La cocina es un espacio de paz y no de guerra

Soy un tipo alegre por naturaleza; pero llevo unas semanas con un nudo en el corazón. Toda esta situación, toda esta peleadera, toda esta criticadera me tienen aburrido y desorientado. No entiendo el por qué algunos de nuestros cocineros, periodistas y amigos del sector han dedicado sus muros y sus valiosas columnas a destrozar, criticar, apabullar y despotricar contra todo y contra todos… Si un joven chef triunfa, se le muele; si hay buena inversión en un local, «ahí hay plata mala»; si a un restaurante le hacen fila, «es porque los colombianos no tenemos gusto»; si un bloggero vive de su trabajo, «es un vendido»; si alguien hace una feria o una semana gastronómica, se le desprestigia; si unos restaurantes reciben un premio, «eso todo es pagado». Nada hay bueno ya. Cualquier triunfo genera tremendas suspicacias.


¿Todo esto es por qué? ¿De dónde nos ha salido tanto resentimiento? Quizás no soy nadie para insinuarlo; pero deberían utilizar sus espacios, tiempos y energías a impulsar la revolución gastronómica que todos añoramos; a promover la unidad y a demostrar que la cocina es un universo de paz y profunda democracia. TODOS tienen derecho. La cocina nos pertenece a todos y, como acto propio del ser humano, significa LIBERTAD. Nadie tiene que ser juzgado por crear, expresar o cocinar como sus sentimientos lo demanden. Nadie tendría que ser atacado por apropiarse de lo que es suyo por herencia, derecho y decisión.

¿En qué momento la cocina perdió ese sentido de unidad? ¿En qué momento cambiamos los condimentos por afiladas y dañinas plumas cargadas de ironía y contrariedad? ¿Cómo es posible que en un país donde la guerra nos ha robado tanto, esa misma guerra haya terminado convertida en el ingrediente primario con el que cocinamos ahora nuestros escritos? Luego justificamos los ataques auto nombrándonos y creyéndonos «guardianes y defensores de la cultura culinaria» ¿Quién nos entregó semejante título? Aquí no hay nada que defender, aquí hay que comunicar, compartir e instruir con cariño y seriedad; luchar por atraer a las nuevas generaciones para que mañana la cocina sea el anhelado y tibio abrazo que UNA al pueblo colombiano.

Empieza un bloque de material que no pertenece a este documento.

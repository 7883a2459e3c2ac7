use assert_cmd::Command;
use predicates::prelude::*;
use std::fs;
use std::path::PathBuf;
use tempfile::TempDir;

struct Workspace {
    dir: TempDir,
}

impl Workspace {
    fn new(blacklist: &str) -> Self {
        let dir = TempDir::new().unwrap();
        let blacklist_path = dir.path().join("cursewords.txt");
        fs::write(&blacklist_path, blacklist).unwrap();

        let config = format!(
            "[validation]\nblacklist_path = {:?}\n\n[storage]\ndata_dir = {:?}\n",
            blacklist_path.display().to_string(),
            dir.path().join("data").display().to_string(),
        );
        fs::write(dir.path().join("config.toml"), config).unwrap();

        Self { dir }
    }

    fn config_path(&self) -> PathBuf {
        self.dir.path().join("config.toml")
    }

    fn cmd(&self) -> Command {
        let mut cmd = Command::cargo_bin("revguard").unwrap();
        cmd.current_dir(self.dir.path())
            .env_remove("REVGUARD_CONFIG")
            .arg("--no-color")
            .arg("--config")
            .arg(self.config_path());
        cmd
    }

    fn submit(&self, product: &str, range: &str) {
        self.cmd()
            .args(["submit", "--product", product, "--rating", "4", "--range", range])
            .args(["--comment", "solid"])
            .assert()
            .success();
    }
}

#[test]
fn validate_accepts_clean_review() {
    let ws = Workspace::new("damn\nterrible\n");
    ws.cmd()
        .args(["validate", "--rating", "0", "--comment", "great product"])
        .assert()
        .success()
        .stdout(predicate::str::contains("admissible"));
}

#[test]
fn validate_rejects_negative_rating() {
    let ws = Workspace::new("damn\n");
    ws.cmd()
        .args(["validate", "--rating", "-1", "--comment", "fine"])
        .assert()
        .failure()
        .stderr(predicate::str::contains("Rating is invalid"));
}

#[test]
fn validate_rejects_profanity_without_naming_term() {
    let ws = Workspace::new("damn\n");
    ws.cmd()
        .args(["validate", "--rating", "4.5", "--comment", "this is damn good"])
        .assert()
        .failure()
        .stderr(predicate::str::contains("forbidden language"))
        .stderr(predicate::str::contains("damn").not());
}

#[test]
fn validate_fails_when_blacklist_missing() {
    let ws = Workspace::new("damn\n");
    fs::remove_file(ws.dir.path().join("cursewords.txt")).unwrap();
    ws.cmd()
        .args(["validate", "--rating", "3", "--comment", "fine"])
        .assert()
        .failure()
        .stderr(predicate::str::contains("Blacklist unavailable"));
}

#[test]
fn submit_then_list_in_range_newest_first() {
    let ws = Workspace::new("damn\n");
    for range in ["5", "15", "20", "25"] {
        ws.submit("P", range);
    }
    ws.submit("Q", "15");

    let output = ws
        .cmd()
        .args(["list", "--product", "P", "--start", "10", "--end", "20", "--json"])
        .output()
        .unwrap();
    assert!(output.status.success());

    let reviews: serde_json::Value = serde_json::from_slice(&output.stdout).unwrap();
    let ranges: Vec<f64> = reviews
        .as_array()
        .unwrap()
        .iter()
        .map(|r| r["range"].as_f64().unwrap())
        .collect();
    assert_eq!(ranges, vec![20.0, 15.0]);
}

#[test]
fn submit_rejected_review_is_not_stored() {
    let ws = Workspace::new("damn\n");
    ws.cmd()
        .args(["submit", "--product", "P", "--rating", "2", "--comment", "damn it"])
        .assert()
        .failure()
        .stderr(predicate::str::contains("Review rejected"));

    ws.cmd()
        .args(["list", "--product", "P", "--start", "-100", "--end", "100"])
        .assert()
        .success()
        .stdout(predicate::str::contains("No reviews found."));
}

#[test]
fn list_rejects_reversed_range() {
    let ws = Workspace::new("damn\n");
    ws.cmd()
        .args(["list", "--product", "P", "--start", "20", "--end", "10"])
        .assert()
        .failure()
        .stderr(predicate::str::contains("Invalid range"));
}

#[test]
fn blacklist_check_reports_entries() {
    let ws = Workspace::new("damn\n\nterrible\n");
    ws.cmd()
        .args(["blacklist", "check"])
        .assert()
        .success()
        .stdout(predicate::str::contains("2 entries"));
}

#[test]
fn config_init_writes_defaults() {
    let dir = TempDir::new().unwrap();
    let path = dir.path().join("nested").join("config.toml");

    Command::cargo_bin("revguard")
        .unwrap()
        .current_dir(dir.path())
        .args(["--no-color", "--config"])
        .arg(&path)
        .args(["config", "init"])
        .assert()
        .success();

    let content = fs::read_to_string(&path).unwrap();
    assert!(content.contains("[validation]"));
}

Con la crítica pública no se enseña nada. Con la crítica dolorosa no se cambia nada. Lo único que se logra es ahondar en problemáticas, odios y diferencias; lo único que se logra es ahuyentar a los que quieren aprender, crecer, trabajar y ser más felices. Porque la cocina es eso… ¿lo recuerdan? La cocina es FELICIDAD, y por ende, no hay espacio en ella para la guerra»… Tulio Recomienda.